Surprisingly, the biggest indicator of Eberflus eventually succeeding with the Bears is the way he has handled Fields and the offense. Given that his entire career had been exclusively on defense, that was a significant concern when the Bears hired him.
His choice of Luke Getsy as offensive coordinator has proven prudent, and his oversight of Getsy reworking the offense after a dreadful first four games is further proof that he knows how to run a team.
The shift Eberflus and Getsy made during the Bears’ extended break between Weeks 6 and 7 was incredibly promising. It wasn’t just that their changes have worked, it was that they made changes at all.
Stubbornness is no virtue, as his predecessor Matt Nagy learned the hard way.
As the Bears’ offense cratered toward a 29th-place finish in 2020, he was pressed on whether he needed to consider significant changes to his scheme and said, “The big thing is just... not changing a whole lot.”
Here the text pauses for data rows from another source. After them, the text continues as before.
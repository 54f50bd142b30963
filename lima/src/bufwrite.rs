// Copyright 2024 the Vello Authors
// SPDX-License-Identifier: Apache-2.0 OR MIT

//! Sequential writes into mapped buffer memory.

use std::marker::PhantomData;
use std::ptr::NonNull;

use bytemuck::Pod;

/// A window of a CPU-mapped buffer object to be filled front to back.
///
/// Obtained from [`Bo::writer`](crate::Bo::writer). The window borrows the
/// buffer, so the mapping outlives it.
pub struct BufWrite<'a> {
    ptr: NonNull<u8>,
    len: usize,
    capacity: usize,
    _phantom: PhantomData<&'a mut [u8]>,
}

impl BufWrite<'_> {
    /// # Safety
    ///
    /// `ptr` must be valid for writes of `capacity` bytes for the lifetime of
    /// the returned value, and nothing else may access that memory meanwhile.
    pub(crate) unsafe fn new(ptr: NonNull<u8>, capacity: usize) -> Self {
        BufWrite {
            ptr,
            len: 0,
            capacity,
            _phantom: PhantomData,
        }
    }

    /// Append a plain data object to the buffer.
    ///
    /// Panics if capacity is inadequate.
    #[inline]
    pub fn push(&mut self, item: &impl Pod) {
        self.push_bytes(bytemuck::bytes_of(item));
    }

    /// Extend with a slice of plain data objects.
    ///
    /// Panics if capacity is inadequate.
    #[inline]
    pub fn extend_slice(&mut self, slice: &[impl Pod]) {
        self.push_bytes(bytemuck::cast_slice(slice));
    }

    /// Extend with a byte slice.
    ///
    /// Panics if capacity is inadequate.
    #[inline]
    pub fn push_bytes(&mut self, bytes: &[u8]) {
        let len = bytes.len();
        assert!(self.capacity - self.len >= len);
        // SAFETY: the assert keeps the write inside the window.
        unsafe {
            std::ptr::copy_nonoverlapping(bytes.as_ptr(), self.ptr.as_ptr().add(self.len), len);
        }
        self.len += len;
    }

    /// Extend with zeros.
    ///
    /// Panics if capacity is inadequate.
    #[inline]
    pub fn fill_zero(&mut self, len: usize) {
        assert!(self.capacity - self.len >= len);
        // SAFETY: the assert keeps the write inside the window.
        unsafe {
            std::ptr::write_bytes(self.ptr.as_ptr().add(self.len), 0, len);
        }
        self.len += len;
    }

    /// The total capacity of the window, in bytes.
    #[inline]
    pub fn capacity(&self) -> usize {
        self.capacity
    }

    /// The number of bytes still available.
    #[inline]
    pub fn remaining(&self) -> usize {
        self.capacity - self.len
    }
}

impl std::ops::Deref for BufWrite<'_> {
    type Target = [u8];
    fn deref(&self) -> &[u8] {
        // SAFETY: the first `len` bytes have been written through this window.
        unsafe { std::slice::from_raw_parts(self.ptr.as_ptr(), self.len) }
    }
}

impl std::ops::DerefMut for BufWrite<'_> {
    fn deref_mut(&mut self) -> &mut [u8] {
        // SAFETY: as for `Deref`, and we hold the only access.
        unsafe { std::slice::from_raw_parts_mut(self.ptr.as_ptr(), self.len) }
    }
}

impl<T: Pod> std::iter::Extend<T> for BufWrite<'_> {
    /// Truncates rather than panicking when the window fills up.
    fn extend<I>(&mut self, iter: I)
    where
        I: IntoIterator<Item = T>,
    {
        let item_size = std::mem::size_of::<T>();
        if item_size == 0 {
            return;
        }
        for item in iter.into_iter().take(self.remaining() / item_size) {
            self.push(&item);
        }
    }
}
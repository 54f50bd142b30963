// Copyright 2024 the Vello Authors
// SPDX-License-Identifier: Apache-2.0 OR MIT

//! Lima is the buffer, submission and fence core of a driver for ARM
//! Mali-4xx GPUs.
//!
//! A [`Screen`] owns the connection to the kernel driver, the GPU virtual
//! address space and the table of buffer objects. Buffer objects ([`Bo`]) are
//! reference counted handles to GPU-visible memory; the last handle to go
//! away unmaps the buffer from the GPU and releases it to the kernel.
//!
//! Rendering happens through a [`Context`], which owns one [`SubmitQueue`]
//! per execution pipe, a cache of per-geometry tile streams ([`PlbCache`]),
//! and the [`CommandPacker`] which accumulates draws until they are flushed
//! as a GP job and a PP job. Each submission yields a [`Fence`].
//!
//! ```no_run
//! use std::sync::Arc;
//! use lima::{drm::DrmKernel, Screen, ScreenOptions};
//!
//! # fn main() -> lima::Result<()> {
//! let kernel = DrmKernel::open("/dev/dri/renderD128")?;
//! let screen = Screen::new(Arc::new(kernel), ScreenOptions::from_env())?;
//! let bo = screen.bo_create(4096, 0)?;
//! bo.update(true, true)?;
//! # Ok(())
//! # }
//! ```
//!
//! The [`sim`] module provides a software model of the kernel driver, which
//! is what the tests run against.

// LINEBENDER LINT SET - lib.rs - v2
// See https://linebender.org/wiki/canonical-lints/
// These lints aren't included in Cargo.toml because they
// shouldn't apply to examples and tests
#![warn(unused_crate_dependencies)]
#![warn(clippy::print_stdout, clippy::print_stderr)]
// Targeting e.g. 32-bit means structs containing usize can give false positives for 64-bit.
#![cfg_attr(target_pointer_width = "64", warn(clippy::trivially_copy_pass_by_ref))]
// END LINEBENDER LINT SET
#![cfg_attr(docsrs, feature(doc_auto_cfg))]

mod bo;
mod bufwrite;
mod context;
pub mod drm;
mod dump;
mod fence;
pub mod kernel;
mod packer;
mod plb;
mod scratch;
mod screen;
pub mod sim;
mod submit;
mod uapi;
mod va;

use thiserror::Error;

pub use nix::errno::Errno;

pub use bo::{Bo, ExternalHandle, HandleKind};
pub use bufwrite::BufWrite;
pub use context::{ClearFlags, ColorTarget, Context, FlushFences, Surface};
pub use fence::Fence;
pub use kernel::{BoAccess, GpuId, GpuInfo, Kernel, Pipe};
pub use packer::{
    CommandPacker, DrawInfo, DrawState, FragmentShader, IndexBuffer, Rasterizer, Scissor,
    VertexAttrib, VertexShader, Viewport,
};
pub use plb::{PlbCache, PlbKey, PlbStreamEntry};
pub use scratch::{ScratchAlloc, ScratchRole};
pub use screen::{DebugFlags, Screen, ScreenOptions};
pub use submit::SubmitQueue;
pub use va::{VaAllocator, PAGE_SIZE};

/// Errors that can occur in Lima.
#[derive(Error, Debug)]
#[non_exhaustive]
pub enum Error {
    /// The kernel driver returned an error for an ioctl or mapping request.
    #[error("Kernel rejected request: {0}")]
    KernelRejected(#[from] Errno),
    /// No hole in the GPU virtual address space is large enough.
    #[error("Out of GPU virtual address space")]
    OutOfVaSpace,
    /// The kernel refused to allocate buffer memory.
    #[error("Kernel failed to allocate buffer: {0}")]
    AllocationFailed(Errno),
    /// A fence or buffer wait passed its deadline.
    #[error("Timed out waiting for the GPU")]
    Timeout,
    /// An imported handle does not refer to a known buffer.
    #[error("Unknown buffer handle {0}")]
    InvalidHandle(u32),
    /// An imported buffer is smaller than the importer requires.
    #[error("Imported buffer is {actual} bytes, expected at least {expected}")]
    ProtocolMismatch { expected: u64, actual: u64 },
    /// A range was freed or accessed that was never allocated.
    #[error("Invalid range {offset:#x}+{size:#x}")]
    InvalidRange { offset: u64, size: u64 },
    /// The context which owned a native fence no longer exists.
    #[error("Fence belongs to a destroyed context")]
    ContextLost,
    /// The kernel driver does not support the requested operation.
    #[error("Operation not supported by the kernel driver")]
    Unsupported,
    /// A draw or flush was issued without a framebuffer.
    #[error("No framebuffer is bound")]
    NoFramebuffer,
    /// A surface geometry was used without being registered in this context.
    #[error("Surface geometry {tiled_w}x{tiled_h} tiles is not registered")]
    UnregisteredGeometry { tiled_w: u32, tiled_h: u32 },
}

impl Error {
    /// Classifies the error of a blocking wait, keeping expired deadlines
    /// apart from real failures.
    pub(crate) fn from_wait(errno: Errno) -> Self {
        match errno {
            Errno::ETIMEDOUT | Errno::ETIME | Errno::EBUSY => Self::Timeout,
            errno => Self::KernelRejected(errno),
        }
    }

    /// Whether waiting again later may succeed.
    pub fn is_timeout(&self) -> bool {
        matches!(self, Self::Timeout)
    }
}

impl From<std::io::Error> for Error {
    fn from(err: std::io::Error) -> Self {
        Self::KernelRejected(
            err.raw_os_error()
                .map(Errno::from_raw)
                .unwrap_or(Errno::EIO),
        )
    }
}

pub type Result<T, E = Error> = std::result::Result<T, E>;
He added, “That’s a sign of weakness when you just come in and start changing everything, especially when you’ve seen something that’s worked before. It’s not broken.”
On the eve of last season, he was still unbending in his belief that his offense was finally about to click. The Bears finished 27th in scoring. Staying the course cost him his job and them a season.
Nagy’s inflexibility was exposed repeatedly, and Eberflus and Getsy have shown adaptability at every turn so far.
Nagy couldn’t make halftime adjustments; Eberflus seems like a master of them. Nagy tried to jam Fields into an offense suited for Andy Dalton’s skillset; Getsy embraced his elite running ability and made it the centerpiece.
Getsy, by the way, has more or less maintained that he didn’t make significant changes to an offense that produced just 16 points per game over the first four weeks and resulted in Fields being statistically the worst quarterback in the NFL. His view is that this has been a linear trajectory, boosted by players executing better.
That seems implausible, and besides, there’s nothing wrong with making changes. That’s a sign of strength. This offense was plummeting, but now it’s skyrocketing. Fields is making a strong case to be the Bears’ quarterback of the future. Reassessing and redirecting are not causes of embarrassment. Making that shift was impressive.
It’s reassuring to the Bears to know that Eberflus was involved in that. If things keep going well, Getsy will emerge as a head-coaching candidate for other teams, and the fact that Eberflus has his hand on the offense will enable him to identify a new offensive coordinator when needed.
It is starkly different from the Nagy era. Nagy wanted to micromanage the offense, retaking play calling going into last season after giving it up in 2020, and gave his defensive coordinator autonomy. When Vic Fangio left, Nagy effectively made Chuck Pagano, and subsequently Sean Desai, head coach of the defense. In that sense, Nagy was still just an offensive coordinator, only with a bigger paycheck.
His deep engrossment in the offense also limited his ability to see the big picture on game day. He mismanaged the setup for what would’ve been a game-winning field goal in 2019. His timeouts often were confounding. Game management was always an issue, whereas it hasn’t been with Eberflus.
Eberflus hasn’t been perfect in that department, but there hasn’t been anything outright laughable. And even in his debatable decisions, his logic was coherent.
The next step for him is to figure out his defense, which won’t be easy after an exodus of top-shelf players. Look at the departures since January: Khalil Mack, Robert Quinn, Roquan Smith, Akiem Hicks, Bilal Nichols. And that’s from a group that struggled last season anyway.
The Bears have gotten good play out of rookies Jaquan Brisker at safety and Kyler Gordon at cornerback, but it still has been a net loss in talent, and general manager Ryan Poles is going to need another offseason to shore it up.
But limited personnel can’t be an excuse for Eberflus. He has to reassess and redirect just like he did with the offense. No coach could transform this into a top-10 defense, but he needs to make it respectable. And based on his other moves, there’s optimism that he can.
There are no magic tricks with Eberflus. No wild, lofty declarations that he can’t possibly fulfill. He has simply been steady and smart, and if that’s how he continues to coach this team, the Bears picked the right guy.